30.6 C
Semarang
Tuesday, 6 May 2025

Terabaikan Keluarga dan Lingkungan Jadi Anak Punk

Cuek dengan Lingkungan, Dirinya Sendiri, dan Masa Depan

Artikel Lain

RADARSEMARANG.COM, Anak punk yang berasal dari lintas daerah, kerap dianggap meresahkan masyarakat. Penampilan yang urakan penuh tato menciptakan rasa takut bagi orang sekeliling. Keberadaannya juga menciptakan kesan kumuh. Berikut bincang-bincang wartawan RADARSEMARANG.COM Riyan Fadli dengan Kepala Satuan Polisi Pamong Praja (Satpol PP) Kabupaten Batang Ahmad Fatoni.

Meski sudah sering ditertibkan, namun anak punk masih banyak yang berkeliaran di jalanan?
Anak punk merupakan anak-anak yang terabaikan oleh keluarga dan lingkungannya. Hanya karena melawan kebudayaan di lingkungannya sendiri. Pemerintah Kabupaten (Pemkab) Batang melalui Satpol PP kerap melakukan razia anak punk setiap pagi dan sore.
Razia anak punk di jalanan hingga saat ini masih berlangsung di Batang. Ini merupakan arahan dari Bupati Batang Wihaji untuk meminimalisasi persebaran anak punk di Batang yang dirasa sangat mengganggu dan meresahkan.

Penindakan terhadap anak punk seperti apa?
Setelah diamankan dan ditangkap, anak punk dikembalikan kepada orangtuanya masing-masing. Anak punk yang sudah terjaring razia berasal dari berbagai daerah, baik dari dalam maupun luar Batang. Saat mengantar anak punk dari Kecamatan Wonotunggal kemarin, kami kembalikan ke orang tuanya melalui lurah di daerah tempat tinggal masing-masing. Kebanyakan orang tuanya bukan kategori broken home atau kesulitan ekonomi. Banyak yang orang tuanya sayang kepada anak-anaknya.
Ada beberapa anak yang sudah dikembalikan kepada orang tuanya dan sadar. Tapi ada juga yang kembali menjadi anak punk, walaupun kami sudah melakukan pembinaan secara terus menerus. Sempat ada anak yang kami kembalikan ke orang tuanya menangis. Tapi kadang mereka juga tidak sadar dan kembali ke jalan dengan kelompok anak punk lainnya.

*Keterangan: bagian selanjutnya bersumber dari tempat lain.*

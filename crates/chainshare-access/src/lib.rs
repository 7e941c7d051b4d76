//! chainshare-access: Access-control resolution for registry-governed file sharing
//!
//! Answers "may this identity perform this operation on this file right
//! now?" by combining an on-chain access registry, a local resolution cache
//! that masks registry read lag, and an off-chain mirror of grants used for
//! discovery.
//!
//! The registry is authoritative. The mirror never grants or denies anything.
//!
//! ## Features
//!
//! | Feature  | Description                    |
//! |----------|--------------------------------|
//! | (none)   | In-memory mirror only          |
//! | `sqlite` | SQLite mirror (default)        |
//!
//! ## Example
//!
//! ```rust,ignore
//! use std::sync::Arc;
//! use chainshare_access::{
//!     AccessContext, ContentId, InMemoryMirror, Operation, ResolutionCache,
//!     SimulatedContract,
//! };
//!
//! #[tokio::main]
//! async fn main() -> Result<(), Box<dyn std::error::Error>> {
//!     let ctx = AccessContext::new(
//!         Arc::new(SimulatedContract::new()),
//!         Arc::new(InMemoryMirror::new()),
//!         Arc::new(ResolutionCache::new()),
//!     );
//!
//!     let file = ContentId::new("QmExample")?;
//!     ctx.register_file(&file, &owner).await?;
//!     ctx.grant_access(&file, &friend, &owner).await?;
//!
//!     let decision = ctx.resolve(&file, &friend, Operation::Download).await?;
//!     assert!(decision.allowed);
//!
//!     Ok(())
//! }
//! ```

mod address;
mod cache;
mod content;
mod context;
mod decision;
mod error;
mod mirror;
mod resolver;
mod source;

pub mod memory;
pub mod registry;

#[cfg(feature = "sqlite")]
pub mod sqlite;

// Re-exports
pub use address::Address;
pub use cache::{CacheEntry, ResolutionCache};
pub use content::{ContentId, FileRecord};
pub use context::{AccessContext, Corroboration, FilePermissions, SharedFile};
pub use decision::{
    AccessDecision, DecisionReason, GrantFacts, Operation, OwnerSource, RegistrationState, decide,
};
pub use error::{AccessError, AccessResult};
pub use mirror::{AccessEntry, AccessEvent, AccessType, MirrorStore};
pub use registry::{
    ContractTransport, RegistrationReceipt, RegistryClient, SimulatedContract, TxReceipt,
};
pub use resolver::AccessResolver;
pub use source::{CacheSource, OwnerLookup, RegistrySource, SourceOfTruth};

pub use memory::InMemoryMirror;

#[cfg(feature = "sqlite")]
pub use sqlite::SqliteMirror;

/// Seconds since the Unix epoch
pub(crate) fn unix_now() -> u64 {
    std::time::SystemTime::now()
        .duration_since(std::time::UNIX_EPOCH)
        .map(|d| d.as_secs())
        .unwrap_or_default()
}
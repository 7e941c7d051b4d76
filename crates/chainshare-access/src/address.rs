//! Account address type
//!
//! Identities are 20-byte account addresses. Parsing normalises hex case, so
//! equality between two `Address` values is case-insensitive with respect to
//! the strings they were parsed from.

use std::fmt;
use std::str::FromStr;

use serde::{Deserialize, Deserializer, Serialize, Serializer};

use crate::error::AccessError;

/// An account address identifying a user. Defaults to the zero address.
#[derive(Clone, Copy, Default, PartialEq, Eq, Hash, PartialOrd, Ord)]
pub struct Address([u8; 20]);

impl Address {
    /// The zero address: what the registry reports as the owner of an unregistered file
    pub const ZERO: Address = Address([0u8; 20]);

    /// Create from raw bytes
    pub fn from_bytes(bytes: [u8; 20]) -> Self {
        Self(bytes)
    }

    /// Get the raw bytes
    pub fn as_bytes(&self) -> &[u8; 20] {
        &self.0
    }

    pub fn is_zero(&self) -> bool {
        self.0 == [0u8; 20]
    }

    /// Parse `0x`-prefixed or bare hex, any case
    pub fn parse(s: &str) -> Option<Self> {
        let s = s.trim();
        let digits = s
            .strip_prefix("0x")
            .or_else(|| s.strip_prefix("0X"))
            .unwrap_or(s);
        if digits.len() != 40 {
            return None;
        }
        let bytes = hex::decode(digits).ok()?;
        let arr: [u8; 20] = bytes.try_into().ok()?;
        Some(Self(arr))
    }

    /// Lowercase `0x`-prefixed hex
    pub fn to_hex(&self) -> String {
        format!("0x{}", hex::encode(self.0))
    }

    /// Abbreviated form for log lines: `0x1234…abcd`
    pub fn short(&self) -> String {
        let full = self.to_hex();
        format!("{}…{}", &full[..6], &full[full.len() - 4..])
    }
}

impl fmt::Debug for Address {
    fn fmt(&self, f: &mut fmt::Formatter<'_>) -> fmt::Result {
        write!(f, "Address({})", self.short())
    }
}

impl fmt::Display for Address {
    fn fmt(&self, f: &mut fmt::Formatter<'_>) -> fmt::Result {
        write!(f, "{}", self.to_hex())
    }
}

impl FromStr for Address {
    type Err = AccessError;

    fn from_str(s: &str) -> Result<Self, Self::Err> {
        Address::parse(s).ok_or_else(|| AccessError::InvalidIdentity(s.to_string()))
    }
}

impl From<[u8; 20]> for Address {
    fn from(bytes: [u8; 20]) -> Self {
        Self(bytes)
    }
}

impl AsRef<[u8]> for Address {
    fn as_ref(&self) -> &[u8] {
        &self.0
    }
}

impl Serialize for Address {
    fn serialize<S: Serializer>(&self, serializer: S) -> Result<S::Ok, S::Error> {
        serializer.serialize_str(&self.to_hex())
    }
}

impl<'de> Deserialize<'de> for Address {
    fn deserialize<D: Deserializer<'de>>(deserializer: D) -> Result<Self, D::Error> {
        let s = String::deserialize(deserializer)?;
        Address::parse(&s)
            .ok_or_else(|| serde::de::Error::custom(format!("invalid address: {s}")))
    }
}
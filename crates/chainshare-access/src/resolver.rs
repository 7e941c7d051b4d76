//! Access resolution engine
//!
//! Combines the registry (authoritative), the local cache (owner-only
//! fallback) and the pure policy in [`crate::decision::decide`] into one
//! decision per (file, identity, operation).
//!
//! Order of reads for a single file is fixed: owner first, then the grant
//! facts if the requester is not the owner. Denial is a normal return value;
//! only "no source could tell us the owner" is an error.

use std::sync::Arc;

use futures::future::join_all;

use crate::address::Address;
use crate::cache::ResolutionCache;
use crate::content::ContentId;
use crate::decision::{
    AccessDecision, DecisionReason, Operation, OwnerSource, RegistrationState, decide,
};
use crate::error::{AccessError, AccessResult};
use crate::source::{OwnerLookup, SourceOfTruth};

pub struct AccessResolver {
    primary: Arc<dyn SourceOfTruth>,
    fallback: Arc<dyn SourceOfTruth>,
    cache: Arc<ResolutionCache>,
}

impl AccessResolver {
    pub fn new(
        primary: Arc<dyn SourceOfTruth>,
        fallback: Arc<dyn SourceOfTruth>,
        cache: Arc<ResolutionCache>,
    ) -> Self {
        Self {
            primary,
            fallback,
            cache,
        }
    }

    /// Decide whether `requester` may perform `operation` on `file`.
    ///
    /// Returns `Err(RegistryUnavailable)` only when the primary source failed
    /// and the fallback had no owner for the file.
    pub async fn resolve(
        &self,
        file: &ContentId,
        requester: &Address,
        operation: Operation,
    ) -> AccessResult<AccessDecision> {
        let (state, source) = self.resolve_state(file).await?;

        let Some(owner) = state.owner() else {
            tracing::debug!(file = %file, "file is unregistered; no access control");
            return Ok(match operation {
                Operation::ManageSharing => {
                    AccessDecision::deny(DecisionReason::Unregistered, state, source)
                }
                _ => AccessDecision::allow(DecisionReason::Unregistered, state, source),
            });
        };

        let facts = if *requester == owner || operation == Operation::ManageSharing {
            None
        } else {
            match self.primary.try_resolve_grants(file, requester).await {
                Ok(facts) => facts,
                Err(e) => {
                    tracing::warn!(
                        file = %file,
                        source = self.primary.name(),
                        error = %e,
                        "grant read failed; denying"
                    );
                    None
                }
            }
        };

        let (allowed, reason) = decide(owner, *requester, operation, facts);
        tracing::debug!(
            file = %file,
            requester = %requester.short(),
            operation = operation.as_str(),
            allowed,
            ?reason,
            "access resolved"
        );

        Ok(if allowed {
            AccessDecision::allow(reason, state, source)
        } else {
            AccessDecision::deny(reason, state, source)
        })
    }

    /// Like [`resolve`](Self::resolve), but infrastructure failures become a
    /// denial. Use this for gating.
    pub async fn resolve_or_deny(
        &self,
        file: &ContentId,
        requester: &Address,
        operation: Operation,
    ) -> AccessDecision {
        match self.resolve(file, requester, operation).await {
            Ok(decision) => decision,
            Err(e) => {
                tracing::warn!(file = %file, error = %e, "access state unknown; denying");
                AccessDecision::deny(
                    DecisionReason::RegistryError,
                    RegistrationState::Unknown,
                    OwnerSource::Registry,
                )
            }
        }
    }

    /// Resolve a list of files concurrently. Output order matches input order.
    pub async fn resolve_many(
        &self,
        files: &[ContentId],
        requester: &Address,
        operation: Operation,
    ) -> Vec<(ContentId, AccessResult<AccessDecision>)> {
        let checks = files
            .iter()
            .map(|file| async move { (file.clone(), self.resolve(file, requester, operation).await) });
        join_all(checks).await
    }

    /// Registration state of `file`, and where the owner came from
    pub async fn resolve_state(
        &self,
        file: &ContentId,
    ) -> AccessResult<(RegistrationState, OwnerSource)> {
        match self.primary.try_resolve_owner(file).await {
            Ok(OwnerLookup::Owned(owner)) => {
                self.cache.confirm(file, &owner);
                Ok((RegistrationState::Registered { owner }, OwnerSource::Registry))
            }
            Ok(OwnerLookup::Unregistered | OwnerLookup::Unknown) => {
                // A recent registration may not be visible to reads yet
                Ok(match self.cache.owner_hint(file) {
                    Some(entry) if entry.confirmed => (
                        RegistrationState::Registered { owner: entry.owner },
                        OwnerSource::Cache,
                    ),
                    Some(entry) => (
                        RegistrationState::Pending { owner: entry.owner },
                        OwnerSource::Cache,
                    ),
                    None => (RegistrationState::Unregistered, OwnerSource::Registry),
                })
            }
            Err(primary_err) => {
                tracing::warn!(
                    file = %file,
                    source = self.primary.name(),
                    error = %primary_err,
                    "owner read failed; trying {}",
                    self.fallback.name()
                );
                match self.fallback.try_resolve_owner(file).await {
                    Ok(OwnerLookup::Owned(owner)) => {
                        let state = match self.cache.owner_hint(file) {
                            Some(entry) if entry.owner == owner && !entry.confirmed => {
                                RegistrationState::Pending { owner }
                            }
                            _ => RegistrationState::Registered { owner },
                        };
                        Ok((state, OwnerSource::Cache))
                    }
                    Ok(_) => Err(primary_err),
                    Err(fallback_err) => Err(AccessError::RegistryUnavailable(format!(
                        "{primary_err}; fallback: {fallback_err}"
                    ))),
                }
            }
        }
    }
}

Mengapa jumlah anak punk semakin marak di Batang?
Kemungkinan orang-orang Batang lebih ramah. Salah satu contoh, ketika mereka datang ke Batang dan tidak membawa uang, ada warung yang membuka sarapan sedekah setiap hari Jumat. Mereka makan di sana gratis, padahal untuk orang miskin sekitar sana. Kemudian di Batang banyak tempat yang teduh sehingga membuat nyaman untuk beristirahat.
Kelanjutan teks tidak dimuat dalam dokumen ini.